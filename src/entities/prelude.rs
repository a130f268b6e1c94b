pub use super::comments::Entity as Comments;
pub use super::likes::Entity as Likes;
pub use super::subscriptions::Entity as Subscriptions;
pub use super::tweets::Entity as Tweets;
pub use super::users::Entity as Users;
pub use super::videos::Entity as Videos;
pub use super::watch_history::Entity as WatchHistory;
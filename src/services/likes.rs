use crate::api::error::AppError;
use crate::entities::likes::{self, LikeTarget};
use crate::entities::{prelude::*, videos};
use crate::services::aggregation::{self, PageRequest, PageResult};
use crate::services::videos::{VideoItem, VideoView};
use crate::utils::validation;
use chrono::Utc;
use sea_orm::{
    ActiveModelTrait, ColumnTrait, ConnectionTrait, DatabaseConnection, EntityTrait, ModelTrait,
    Condition, PaginatorTrait, QueryFilter, Set, SqlErr,
    sea_query::{Query, SelectStatement},
};
use serde::Serialize;
use tracing::debug;
use utoipa::ToSchema;

#[derive(Debug, Clone, Copy, PartialEq, Eq, Serialize, ToSchema)]
#[serde(rename_all = "camelCase")]
pub struct ToggleLikeResponse {
    pub is_liked: bool,
    pub likes_count: u64,
}

pub struct LikeService;

impl LikeService {
    async fn target_exists(
        db: &DatabaseConnection,
        kind: LikeTarget,
        target_id: &str,
    ) -> Result<bool, AppError> {
        let found = match kind {
            LikeTarget::Video => Videos::find_by_id(target_id).count(db).await?,
            LikeTarget::Comment => Comments::find_by_id(target_id).count(db).await?,
            LikeTarget::Tweet => Tweets::find_by_id(target_id).count(db).await?,
        };
        Ok(found > 0)
    }

    pub async fn count_for(
        db: &DatabaseConnection,
        kind: LikeTarget,
        target_id: &str,
    ) -> Result<u64, AppError> {
        Ok(Likes::find()
            .filter(likes::Column::TargetKind.eq(kind))
            .filter(likes::Column::TargetId.eq(target_id))
            .count(db)
            .await?)
    }

    /// Removes the viewer's like if present, creates it otherwise.
    pub async fn toggle(
        db: &DatabaseConnection,
        kind: LikeTarget,
        target_id: &str,
        user_id: &str,
    ) -> Result<ToggleLikeResponse, AppError> {
        let what = kind.label().to_lowercase();
        let target_id = validation::parse_id(target_id, &what)?;

        if !Self::target_exists(db, kind, &target_id).await? {
            return Err(AppError::NotFound(format!("{} not found", kind.label())));
        }

        let existing = Likes::find()
            .filter(likes::Column::TargetKind.eq(kind))
            .filter(likes::Column::TargetId.eq(&target_id))
            .filter(likes::Column::LikedBy.eq(user_id))
            .one(db)
            .await?;

        let is_liked = match existing {
            Some(like) => {
                like.delete(db).await?;
                false
            }
            None => {
                let like = likes::ActiveModel {
                    id: Set(validation::new_id()),
                    liked_by: Set(user_id.to_string()),
                    target_kind: Set(kind),
                    target_id: Set(target_id.clone()),
                    created_at: Set(Utc::now()),
                };
                match like.insert(db).await {
                    Ok(_) => true,
                    // A concurrent toggle created it first; the pair is liked either way.
                    Err(e) if matches!(e.sql_err(), Some(SqlErr::UniqueConstraintViolation(_))) => {
                        true
                    }
                    Err(e) => return Err(e.into()),
                }
            }
        };

        debug!(user_id = %user_id, target_id = %target_id, ?kind, is_liked, "Like toggled");

        Ok(ToggleLikeResponse {
            is_liked,
            likes_count: Self::count_for(db, kind, &target_id).await?,
        })
    }

    /// Drops every like pointing at a deleted record.
    pub async fn purge_target<C: ConnectionTrait>(
        db: &C,
        kind: LikeTarget,
        target_id: &str,
    ) -> Result<u64, AppError> {
        let result = Likes::delete_many()
            .filter(likes::Column::TargetKind.eq(kind))
            .filter(likes::Column::TargetId.eq(target_id))
            .exec(db)
            .await?;
        Ok(result.rows_affected)
    }

    /// Drops likes on every `kind` record whose id `target_ids` selects.
    pub async fn purge_targets_in<C: ConnectionTrait>(
        db: &C,
        kind: LikeTarget,
        target_ids: SelectStatement,
    ) -> Result<u64, AppError> {
        let result = Likes::delete_many()
            .filter(likes::Column::TargetKind.eq(kind))
            .filter(likes::Column::TargetId.in_subquery(target_ids))
            .exec(db)
            .await?;
        Ok(result.rows_affected)
    }

    /// Videos the user has liked, with the usual owner and like fields.
    pub async fn liked_videos(
        db: &DatabaseConnection,
        user_id: &str,
        request: &PageRequest,
    ) -> Result<PageResult<VideoItem>, AppError> {
        let liked_ids = Query::select()
            .column(likes::Column::TargetId)
            .from(likes::Entity)
            .and_where(likes::Column::LikedBy.eq(user_id))
            .and_where(likes::Column::TargetKind.eq(LikeTarget::Video))
            .to_owned();

        let filter = Condition::all().add(videos::Column::Id.in_subquery(liked_ids));
        aggregation::build_view::<VideoView>(db, filter, Some(user_id), request).await
    }
}
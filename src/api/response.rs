use axum::{
    Json,
    http::StatusCode,
    response::{IntoResponse, Response},
};
use serde::Serialize;

/// Success envelope shared by every endpoint.
#[derive(Debug, Serialize)]
#[serde(rename_all = "camelCase")]
pub struct ApiResponse<T> {
    pub status_code: u16,
    pub data: T,
    pub message: String,
    pub success: bool,
}

impl<T: Serialize> ApiResponse<T> {
    pub fn new(status: StatusCode, data: T, message: impl Into<String>) -> Self {
        Self {
            status_code: status.as_u16(),
            data,
            message: message.into(),
            success: status.is_success(),
        }
    }

    pub fn ok(data: T, message: impl Into<String>) -> Self {
        Self::new(StatusCode::OK, data, message)
    }

    pub fn created(data: T, message: impl Into<String>) -> Self {
        Self::new(StatusCode::CREATED, data, message)
    }
}

impl<T: Serialize> IntoResponse for ApiResponse<T> {
    fn into_response(self) -> Response {
        let status = StatusCode::from_u16(self.status_code).unwrap_or(StatusCode::OK);
        (status, Json(self)).into_response()
    }
}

----

* **WORK ITEM**: Retype the listing in full, keeping every word as it appears.

* **ANSWER SPACE**:
filename src/entities/prelude.rs
repository a130f268b6e1c94b
pub use super::comments::Entity as Comments;
pub use super::likes::Entity as Likes;
pub use super::subscriptions::Entity as Subscriptions;
pub use super::tweets::Entity as Tweets;
pub use super::users::Entity as Users;
pub use super::videos::Entity as Videos;
pub use super::watch_history::Entity as WatchHistory;
filename src/services/likes.rs
use crate::api::error::AppError;
use crate::entities::likes::{self, LikeTarget};
use crate::entities::{prelude::*, videos};
use crate::services::aggregation::{self, PageRequest, PageResult};
use crate::services::videos::{VideoItem, VideoView};
use crate::utils::validation;
use chrono::Utc;
use sea_orm::{
    ActiveModelTrait, ColumnTrait, ConnectionTrait, DatabaseConnection, EntityTrait, ModelTrait,
    Condition, PaginatorTrait, QueryFilter, Set, SqlErr,
    sea_query::{Query, SelectStatement},
};
use serde::Serialize;
use tracing::debug;
use utoipa::ToSchema;

#[derive(Debug, Clone, Copy, PartialEq, Eq, Serialize, ToSchema)]
#[serde(rename_all = "camelCase")]
pub struct ToggleLikeResponse {
    pub is_liked: bool,
    pub likes_count: u64,
}

pub struct LikeService;

impl LikeService {
    async fn target_exists(
        db: &DatabaseConnection,
        kind: LikeTarget,
        target_id: &str,
    ) -> Result<bool, AppError> {
        let found = match kind {
            LikeTarget::Video => Videos::find_by_id(target_id).count(db).await?,
            LikeTarget::Comment => Comments::find_by_id(target_id).count(db).await?,
            LikeTarget::Tweet => Tweets::find_by_id(target_id).count(db).await?,
        };
        Ok(found > 0)
    }

    pub async fn count_for(
        db: &DatabaseConnection,
        kind: LikeTarget,
        target_id: &str,
    ) -> Result<u64, AppError> {
        Ok(Likes::find()
            .filter(likes::Column::TargetKind.eq(kind))
            .filter(likes::Column::TargetId.eq(target_id))
            .count(db)
            .await?)
    }

    /// Removes the viewer's like if present, creates it otherwise.
    pub async fn toggle(
        db: &DatabaseConnection,
        kind: LikeTarget,
        target_id: &str,
        user_id: &str,
    ) -> Result<ToggleLikeResponse, AppError> {
        let what = kind.label().to_lowercase();
        let target_id = validation::parse_id(target_id, &what)?;

        if !Self::target_exists(db, kind, &target_id).await? {
            return Err(AppError::NotFound(format!("{} not found", kind.label())));
        }

        let existing = Likes::find()
            .filter(likes::Column::TargetKind.eq(kind))
            .filter(likes::Column::TargetId.eq(&target_id))
            .filter(likes::Column::LikedBy.eq(user_id))
            .one(db)
            .await?;

        let is_liked = match existing {
            Some(like) => {
                like.delete(db).await?;
                false
            }
            None => {
                let like = likes::ActiveModel {
                    id: Set(validation::new_id()),
                    liked_by: Set(user_id.to_string()),
                    target_kind: Set(kind),
                    target_id: Set(target_id.clone()),
                    created_at: Set(Utc::now()),
                };
                match like.insert(db).await {
                    Ok(_) => true,
                    // A concurrent toggle created it first; the pair is liked either way.
                    Err(e) if matches!(e.sql_err(), Some(SqlErr::UniqueConstraintViolation(_))) => {
                        true
                    }
                    Err(e) => return Err(e.into()),
                }
            }
        };

        debug!(user_id = %user_id, target_id = %target_id, ?kind, is_liked, "Like toggled");

        Ok(ToggleLikeResponse {
            is_liked,
            likes_count: Self::count_for(db, kind, &target_id).await?,
        })
    }

    /// Drops every like pointing at a deleted record.
    pub async fn purge_target<C: ConnectionTrait>(
        db: &C,
        kind: LikeTarget,
        target_id: &str,
    ) -> Result<u64, AppError> {
        let result = Likes::delete_many()
            .filter(likes::Column::TargetKind.eq(kind))
            .filter(likes::Column::TargetId.eq(target_id))
            .exec(db)
            .await?;
        Ok(result.rows_affected)
    }

    /// Drops likes on every `kind` record whose id `target_ids` selects.
    pub async fn purge_targets_in<C: ConnectionTrait>(
        db: &C,
        kind: LikeTarget,
        target_ids: SelectStatement,
    ) -> Result<u64, AppError> {
        let result = Likes::delete_many()
            .filter(likes::Column::TargetKind.eq(kind))
            .filter(likes::Column::TargetId.in_subquery(target_ids))
            .exec(db)
            .await?;
        Ok(result.rows_affected)
    }

    /// Videos the user has liked, with the usual owner and like fields.
    pub async fn liked_videos(
        db: &DatabaseConnection,
        user_id: &str,
        request: &PageRequest,
    ) -> Result<PageResult<VideoItem>, AppError> {
        let liked_ids = Query::select()
            .column(likes::Column::TargetId)
            .from(likes::Entity)
            .and_where(likes::Column::LikedBy.eq(user_id))
            .and_where(likes::Column::TargetKind.eq(LikeTarget::Video))
            .to_owned();

        let filter = Condition::all().add(videos::Column::Id.in_subquery(liked_ids));
        aggregation::build_view::<VideoView>(db, filter, Some(user_id), request).await
    }
}
filename src/api/response.rs
use axum::{
    Json,
    http::StatusCode,
    response::{IntoResponse, Response},
};
use serde::Serialize;

/// Success envelope shared by every endpoint.
#[derive(Debug, Serialize)]
#[serde(rename_all = "camelCase")]
pub struct ApiResponse<T> {
    pub status_code: u16,
    pub data: T,
    pub message: String,
    pub success: bool,
}

impl<T: Serialize> ApiResponse<T> {
    pub fn new(status: StatusCode, data: T, message: impl Into<String>) -> Self {
        Self {
            status_code: status.as_u16(),
            data,
            message: message.into(),
            success: status.is_success(),
        }
    }

    pub fn ok(data: T, message: impl Into<String>) -> Self {
        Self::new(StatusCode::OK, data, message)
    }

    pub fn created(data: T, message: impl Into<String>) -> Self {
        Self::new(StatusCode::CREATED, data, message)
    }
}

impl<T: Serialize> IntoResponse for ApiResponse<T> {
    fn into_response(self) -> Response {
        let status = StatusCode::from_u16(self.status_code).unwrap_or(StatusCode::OK);
        (status, Json(self)).into_response()
    }
}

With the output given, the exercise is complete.